Quick take: The ln command creates links between files. Use ln -s target linkname for a symbolic link (a pointer to another path), and add -f to replace an existing link. Without -s you get a hard link.

Introduction

The ln command creates links — extra names that point to a file. The most common kind, the symbolic link (or symlink), is a small pointer to another path, much like a shortcut. Symlinks are everywhere in Linux: /usr/bin tools, configuration in /etc, and version switches like python pointing to python3.

This guide explains symbolic versus hard links, how to create and update them, and where each is useful.

Syntax

The basic syntax of the ln command is:

ln [OPTIONS] TARGET LINK_NAME

Symbolic Links vs Hard Links

A symbolic link is a separate file that stores the path to its target. If the target is moved or deleted, the symlink breaks (it becomes “dangling”). Symlinks can cross filesystems and link to directories.

A hard link is a second directory entry pointing to the exact same data on disk. The file's data is only removed when the last hard link is deleted. Hard links cannot cross filesystems or link to directories. For almost all everyday use, you want a symbolic link (ln -s).

Common Options and Parameters

The most useful options and parameters for the ln command:

OptionDescription
-sCreate a symbolic (soft) link instead of a hard link.
-fForce — remove an existing link or file at the destination first.
-nTreat an existing symlink to a directory as a normal file (for updating).
-rCreate a symlink with a relative path to the target.
-vVerbose — print the name of each linked file.
-iPrompt before overwriting an existing destination.

Practical Examples

Real ln commands you can run today:

# Create a symbolic link
ln -s /opt/app/current/bin/app /usr/local/bin/app
# Update an existing symlink to a new target
ln -sfn /opt/app/v2 /opt/app/current
# Create a relative symlink
ln -sr ../shared/config.yml config.yml
# Create a hard link
ln data.csv data-backup.csv
# Verbose symlink creation
ln -sv /var/log/app.log latest.log

Where Symlinks Are Used in Real Systems

Symlinks are everywhere in Linux administration. The most powerful pattern is the atomic release switch: deployments keep each version in its own directory and point a stable current symlink at the active one.
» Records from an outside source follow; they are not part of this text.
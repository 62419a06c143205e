//! CLI command implementations

use lineage_ddl::{Driver, Registry, TableOptions};

pub struct GenerateArgs {
    pub dsn: String,
    pub table: String,
    pub parent: String,
    pub pk: String,
    pub pk_type: String,
    pub path: Option<String>,
    pub path_from: Option<String>,
    pub path_separator: String,
    pub table_suffix: String,
    pub json: bool,
}

pub fn generate(args: GenerateArgs) -> anyhow::Result<()> {
    let mut opts = TableOptions::new(&args.table);
    opts.parent_column = args.parent;
    opts.pk_column = args.pk;
    opts.pk_type = args.pk_type;
    opts.path_separator = args.path_separator;
    opts.table_suffix = args.table_suffix;
    if let (Some(column), Some(source)) = (args.path, args.path_from) {
        opts = opts.with_path(column, source);
    }

    let registry = Registry::with_builtin();
    let script = lineage_ddl::generate(&registry, &args.dsn, &opts)?;

    tracing::info!(
        driver = %script.driver,
        statements = script.statements.len(),
        "generated script for table {}",
        opts.table
    );

    if args.json {
        println!("{}", serde_json::to_string_pretty(&script)?);
    } else {
        print!("{}", script.to_sql());
    }
    Ok(())
}

pub fn drivers() -> anyhow::Result<()> {
    for driver in Driver::ALL {
        println!("{driver}");
    }
    Ok(())
}
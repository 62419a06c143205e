//! Lineage DDL — closure-table and trigger generation for SQL databases
//!
//! Renders, per dialect, the DDL that makes a database maintain the
//! closure index itself: the closure table and the insert/update
//! triggers implementing the same algorithm `lineage-core` runs in
//! memory.

pub mod driver;
pub mod error;
pub mod generate;
pub mod options;
pub mod registry;
pub mod render;

#[cfg(test)]
pub mod tests;

pub use driver::Driver;
pub use error::GenerateError;
pub use generate::{generate, Script};
pub use options::{PathColumns, TableOptions};
pub use registry::{Registry, SchemaRenderer};
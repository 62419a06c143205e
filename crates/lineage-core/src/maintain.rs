//! Closure-edge maintenance on insert, re-parent and delete
//!
//! These are the write-path rules that keep the index equal to the
//! transitive closure of the parent pointers. Each function assumes its
//! guard has already run (see `guard`) and touches only closure edges;
//! node rows and paths belong to the dispatcher in `store`.

use crate::error::{Result, TreeError};
use crate::index::ClosureIndex;
use crate::model::{ClosureEdge, Node, NodeId};
use tracing::debug;

/// React to a node creation.
///
/// Inserts the self-edge, then one edge per ancestor of the parent
/// (the parent's self-edge included) at `depth + 1`. Fails with
/// `DanglingParent` when the parent has no self-edge yet, i.e. the rows
/// were created out of order.
pub fn on_insert(index: &mut ClosureIndex, node: &Node) -> Result<()> {
    index.insert_edge(ClosureEdge::self_edge(node.id))?;
    if let Some(parent) = node.parent_id {
        let ancestors = index.ancestors_of(parent);
        if ancestors.is_empty() {
            // Undo the self-edge so a failed insert leaves no trace.
            index.remove_edge(node.id, node.id);
            return Err(TreeError::DanglingParent {
                node: node.id,
                parent,
            });
        }
        for edge in ancestors {
            index.insert_edge(ClosureEdge::new(edge.ancestor, node.id, edge.depth + 1))?;
        }
    }
    debug!(node = %node.id, edges = index.len(), "inserted node into closure index");
    Ok(())
}

/// React to a validated re-parent that actually changed `parent_id`.
///
/// The subtree (the node plus everything beneath it) keeps its internal
/// edges; only the links between the subtree and the rest of the tree
/// are rewritten. All removals and insertions are computed up front and
/// applied only when the whole batch is known to be consistent, so a
/// failure mutates nothing.
pub fn on_move(index: &mut ClosureIndex, old: &Node, new: &Node) -> Result<()> {
    debug_assert_eq!(old.id, new.id);
    let subtree = index.descendants_of(old.id);

    let mut removals: Vec<(NodeId, NodeId)> = Vec::new();
    if let Some(old_parent) = old.parent_id {
        for ancestor in index.ancestors_of(old_parent) {
            for member in &subtree {
                removals.push((ancestor.ancestor, member.descendant));
            }
        }
    }

    let mut insertions: Vec<ClosureEdge> = Vec::new();
    if let Some(new_parent) = new.parent_id {
        for ancestor in index.ancestors_of(new_parent) {
            for member in &subtree {
                insertions.push(ClosureEdge::new(
                    ancestor.ancestor,
                    member.descendant,
                    ancestor.depth + member.depth + 1,
                ));
            }
        }
    }

    // The guard already rejected cycles, so after the removals every
    // inserted pair is new; a duplicate here means the index was
    // corrupted before this call.
    for &(ancestor, descendant) in &removals {
        index.remove_edge(ancestor, descendant);
    }
    for edge in insertions {
        index.insert_edge(edge)?;
    }
    debug!(
        node = %old.id,
        subtree = subtree.len(),
        removed = removals.len(),
        "relinked subtree in closure index"
    );
    Ok(())
}

/// React to a node deletion: drop every edge where the node appears as
/// ancestor or descendant. The fate of the node's children is the
/// store's decision, not this function's.
pub fn on_delete(index: &mut ClosureIndex, id: NodeId) {
    let dropped = index.remove_all_for(id);
    debug!(node = %id, dropped, "cascaded node deletion through closure index");
}
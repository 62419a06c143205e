//! Per-dialect SQL renderers

pub mod mysql;
pub mod postgres;
pub mod sqlite;
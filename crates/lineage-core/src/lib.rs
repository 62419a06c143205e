//! Lineage Core — closure-table maintenance over an adjacency-list tree
//!
//! Keeps a secondary index of every ancestor/descendant pair (with its
//! distance) consistent while nodes are created, re-parented and
//! deleted, so tree traversal never needs recursive queries.

pub mod error;
pub mod guard;
pub mod index;
pub mod maintain;
pub mod model;
pub mod paths;
pub mod store;


#[cfg(test)]
pub mod test_utils;

pub use error::{Result, TreeError};
pub use guard::MoveCheck;
pub use index::ClosureIndex;
pub use model::{ClosureEdge, Node, NodeId, PathConfig};
pub use paths::PathSynchronizer;
pub use store::TreeStore;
Switching versions — or rolling back — is then a single, instant, atomic operation.

# Releases live in versioned directories
/srv/app/releases/2026-06-13/
/srv/app/releases/2026-06-12/

# 'current' points at the live release; repoint it atomically
ln -sfn /srv/app/releases/2026-06-13 /srv/app/current

You will also see symlinks used to enable Nginx sites (sites-enabled linking to sites-available) and to expose version-agnostic command names like python pointing to python3.
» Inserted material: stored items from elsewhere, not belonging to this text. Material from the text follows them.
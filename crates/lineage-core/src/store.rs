//! In-memory node store with the maintenance pipeline wired in
//!
//! `TreeStore` plays the role a trigger scheduler plays in the generated
//! SQL: it owns the node rows and, for each mutation, runs the pipeline
//! in one fixed order (guard, closure-edge update, path update) as a
//! single all-or-nothing unit. Ordering is a property of this code, not
//! of any host engine. Mutations take `&mut self`, which is the whole
//! serialization story: overlapping operations cannot interleave.

use crate::error::{Result, TreeError};
use crate::guard::{self, MoveCheck};
use crate::index::ClosureIndex;
use crate::maintain;
use crate::model::{ClosureEdge, Node, NodeId, PathConfig};
use crate::paths::PathSynchronizer;
use std::collections::BTreeMap;
use tracing::info;

#[derive(Debug, Clone, Default)]
pub struct TreeStore {
    nodes: BTreeMap<NodeId, Node>,
    closure: ClosureIndex,
    paths: Option<PathSynchronizer>,
}

impl TreeStore {
    /// Store without path materialization.
    pub fn new() -> Self {
        TreeStore::default()
    }

    /// Store that also maintains a materialized path per node.
    pub fn with_paths(config: PathConfig) -> Self {
        TreeStore {
            nodes: BTreeMap::new(),
            closure: ClosureIndex::new(),
            paths: Some(PathSynchronizer::new(config)),
        }
    }

    /// Insert a node. The parent row must already exist.
    pub fn insert(&mut self, node: Node) -> Result<()> {
        if let Some(paths) = &self.paths {
            paths.check_segment(&node)?;
        }
        if let Some(parent) = node.parent_id {
            if !self.nodes.contains_key(&parent) {
                return Err(TreeError::DanglingParent {
                    node: node.id,
                    parent,
                });
            }
        }
        self.atomically(|store| {
            maintain::on_insert(&mut store.closure, &node)?;
            if let Some(paths) = &mut store.paths {
                paths.on_insert(&node)?;
            }
            store.nodes.insert(node.id, node.clone());
            Ok(())
        })?;
        info!(node = %node.id, parent = ?node.parent_id, "node inserted");
        Ok(())
    }

    /// Apply an updated row. Validates first; a parent change runs the
    /// move maintainers, a segment change under the same parent rewrites
    /// the affected paths, anything else only replaces the row.
    pub fn update(&mut self, new: Node) -> Result<()> {
        let old = self
            .nodes
            .get(&new.id)
            .cloned()
            .ok_or(TreeError::UnknownNode(new.id))?;
        if let Some(paths) = &self.paths {
            paths.check_segment(&new)?;
        }
        match guard::validate(&self.closure, &old, &new)? {
            MoveCheck::Unchanged => {
                if self.paths.is_some() && new.segment != old.segment {
                    // Same prefix rewrite as a move, against the same
                    // parent, so the subtree's paths track the rename.
                    self.atomically(|store| {
                        if let Some(paths) = &mut store.paths {
                            paths.on_move(&store.closure, &new)?;
                        }
                        store.nodes.insert(new.id, new.clone());
                        Ok(())
                    })?;
                    info!(node = %new.id, "node segment renamed");
                } else {
                    self.nodes.insert(new.id, new);
                }
                Ok(())
            }
            MoveCheck::Reparent => {
                if let Some(parent) = new.parent_id {
                    if !self.nodes.contains_key(&parent) {
                        return Err(TreeError::UnknownNode(parent));
                    }
                }
                self.atomically(|store| {
                    maintain::on_move(&mut store.closure, &old, &new)?;
                    if let Some(paths) = &mut store.paths {
                        paths.on_move(&store.closure, &new)?;
                    }
                    store.nodes.insert(new.id, new.clone());
                    Ok(())
                })?;
                info!(node = %new.id, from = ?old.parent_id, to = ?new.parent_id, "node re-parented");
                Ok(())
            }
        }
    }

    /// Re-parent a node, `None` detaching it to a root.
    pub fn set_parent(&mut self, id: NodeId, parent_id: Option<NodeId>) -> Result<()> {
        let mut new = self
            .nodes
            .get(&id)
            .cloned()
            .ok_or(TreeError::UnknownNode(id))?;
        new.parent_id = parent_id;
        self.update(new)
    }

    /// Delete a node and its entire subtree, leaves first, cascading
    /// the closure edges and paths of every removed node. Returns the
    /// removed ids in deletion order.
    pub fn remove(&mut self, id: NodeId) -> Result<Vec<NodeId>> {
        if !self.nodes.contains_key(&id) {
            return Err(TreeError::UnknownNode(id));
        }
        let mut subtree = self.closure.descendants_of(id);
        subtree.sort_by(|a, b| b.depth.cmp(&a.depth));
        let mut removed = Vec::with_capacity(subtree.len());
        for edge in subtree {
            maintain::on_delete(&mut self.closure, edge.descendant);
            if let Some(paths) = &mut self.paths {
                paths.on_delete(edge.descendant);
            }
            self.nodes.remove(&edge.descendant);
            removed.push(edge.descendant);
        }
        info!(node = %id, removed = removed.len(), "subtree deleted");
        Ok(removed)
    }

    pub fn node(&self, id: NodeId) -> Option<&Node> {
        self.nodes.get(&id)
    }

    pub fn node_count(&self) -> usize {
        self.nodes.len()
    }

    pub fn closure(&self) -> &ClosureIndex {
        &self.closure
    }

    pub fn ancestors_of(&self, id: NodeId) -> Vec<ClosureEdge> {
        self.closure.ancestors_of(id)
    }

    pub fn descendants_of(&self, id: NodeId) -> Vec<ClosureEdge> {
        self.closure.descendants_of(id)
    }

    /// Materialized path of a node, when paths are configured.
    pub fn path_of(&self, id: NodeId) -> Option<&str> {
        self.paths.as_ref().and_then(|p| p.path_of(id))
    }

    /// Run a mutation against the closure index and paths, restoring
    /// both from a snapshot if any step fails.
    fn atomically<T>(&mut self, op: impl FnOnce(&mut Self) -> Result<T>) -> Result<T> {
        let closure_snapshot = self.closure.clone();
        let paths_snapshot = self.paths.clone();
        match op(self) {
            Ok(value) => Ok(value),
            Err(err) => {
                self.closure = closure_snapshot;
                self.paths = paths_snapshot;
                Err(err)
            }
        }
    }
}
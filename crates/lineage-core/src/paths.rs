//! Materialized path maintenance, kept in lockstep with the closure index

use crate::error::{Result, TreeError};
use crate::index::ClosureIndex;
use crate::model::{Node, NodeId, PathConfig};
use std::collections::BTreeMap;
use tracing::debug;

/// Owns the per-node path strings when path materialization is
/// configured. A node's path is the ancestor segments from the root down
/// to the node, joined by the configured separator.
#[derive(Debug, Clone, Default, PartialEq, Eq)]
pub struct PathSynchronizer {
    config: PathConfig,
    paths: BTreeMap<NodeId, String>,
}

impl PathSynchronizer {
    pub fn new(config: PathConfig) -> Self {
        PathSynchronizer {
            config,
            paths: BTreeMap::new(),
        }
    }

    pub fn separator(&self) -> &str {
        &self.config.separator
    }

    /// Path of a node, if it has one.
    pub fn path_of(&self, id: NodeId) -> Option<&str> {
        self.paths.get(&id).map(String::as_str)
    }

    /// Reject segments that embed the separator. Runs before any
    /// mutation of the triggering operation.
    pub fn check_segment(&self, node: &Node) -> Result<()> {
        let segment = self.segment_of(node);
        if segment.contains(&self.config.separator) {
            return Err(TreeError::InvalidPathSegment {
                node: node.id,
                segment,
                separator: self.config.separator.clone(),
            });
        }
        Ok(())
    }

    /// Set the path of a freshly inserted node: its own segment for a
    /// root, `parent_path + separator + segment` otherwise.
    pub fn on_insert(&mut self, node: &Node) -> Result<()> {
        let path = match node.parent_id {
            None => self.segment_of(node),
            Some(parent) => {
                let parent_path = self
                    .paths
                    .get(&parent)
                    .ok_or(TreeError::UnknownNode(parent))?;
                format!(
                    "{}{}{}",
                    parent_path,
                    self.config.separator,
                    self.segment_of(node)
                )
            }
        };
        debug!(node = %node.id, path = %path, "materialized path");
        self.paths.insert(node.id, path);
        Ok(())
    }

    /// Rewrite paths after a re-parent. The moved node's path is
    /// recomputed against the new parent; every strict descendant gets
    /// the old prefix swapped for the new one. This is a structural
    /// string rewrite, not a re-derivation, and must run after the
    /// closure edges were updated because the subtree is enumerated
    /// through them.
    pub fn on_move(&mut self, index: &ClosureIndex, new: &Node) -> Result<()> {
        let old_path = self
            .paths
            .get(&new.id)
            .cloned()
            .ok_or(TreeError::UnknownNode(new.id))?;
        let new_path = match new.parent_id {
            None => self.segment_of(new),
            Some(parent) => {
                let parent_path = self
                    .paths
                    .get(&parent)
                    .ok_or(TreeError::UnknownNode(parent))?;
                format!(
                    "{}{}{}",
                    parent_path,
                    self.config.separator,
                    self.segment_of(new)
                )
            }
        };

        let old_prefix = format!("{}{}", old_path, self.config.separator);
        let new_prefix = format!("{}{}", new_path, self.config.separator);
        for edge in index.descendants_of(new.id) {
            if edge.depth == 0 {
                continue;
            }
            if let Some(descendant_path) = self.paths.get_mut(&edge.descendant) {
                if let Some(rest) = descendant_path.strip_prefix(&old_prefix) {
                    *descendant_path = format!("{}{}", new_prefix, rest);
                }
            }
        }
        debug!(node = %new.id, old = %old_path, new = %new_path, "rewrote subtree paths");
        self.paths.insert(new.id, new_path);
        Ok(())
    }

    /// Drop the path of a deleted node.
    pub fn on_delete(&mut self, id: NodeId) {
        self.paths.remove(&id);
    }

    fn segment_of(&self, node: &Node) -> String {
        node.segment.clone().unwrap_or_else(|| node.id.to_string())
    }
}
Troubleshooting Broken Symlinks

A broken (dangling) symlink points at a target that no longer exists. ls -l shows the link and its target, but the quickest way to find broken links across a tree is with find:

# List every broken symlink under a directory
find /srv/app -xtype l

# Resolve where a link actually points
readlink -f current

If a link broke because the whole project moved, the fix is usually to recreate it as a relative symlink with ln -sr, so the link survives future moves of the entire directory tree.

Tips and Best Practices

  • Use ln -sfn together when repointing a directory symlink (such as a current release link) — it forces the replacement and avoids creating a link inside the old target.
  • Check where a symlink points with ls -l or readlink -f linkname.
  • Prefer relative symlinks (-r) inside a project so the links keep working when the project is moved.

Final Thoughts

Symbolic links are one of the most useful organising tools in Linux — they let you point a stable name at a changing target, switch versions atomically, and share configuration without copying. Remember ln -s for a symlink, add -fn when updating a directory link, and reach for hard links only in the rare cases that call for them.

What is the difference between a symbolic link and a hard link?+

A symbolic link stores the path to another file and breaks if that file is moved or deleted. A hard link is another name for the same data on disk and keeps the data alive until every hard link is removed. Symlinks can cross filesystems and link directories; hard links cannot.

How do I create a symbolic link in Linux?+

Use ln -s target linkname, for example ln -s /opt/app/bin/app /usr/local/bin/app. The target comes first, the new link name second.

How do I update an existing symlink?+

Use ln -sfn newtarget linkname. The -f forces replacement of the existing link and -n prevents ln from following an existing directory symlink.

How do I see where a symlink points?+

Run ls -l linkname to see the arrow and target, or readlink -f linkname to resolve the full final path.

Why is my symlink broken?+

A symlink breaks when its target is renamed, moved, or deleted, leaving a dangling pointer. Recreate it with the correct target, or use a relative symlink (ln -sr) so it survives the whole tree being moved.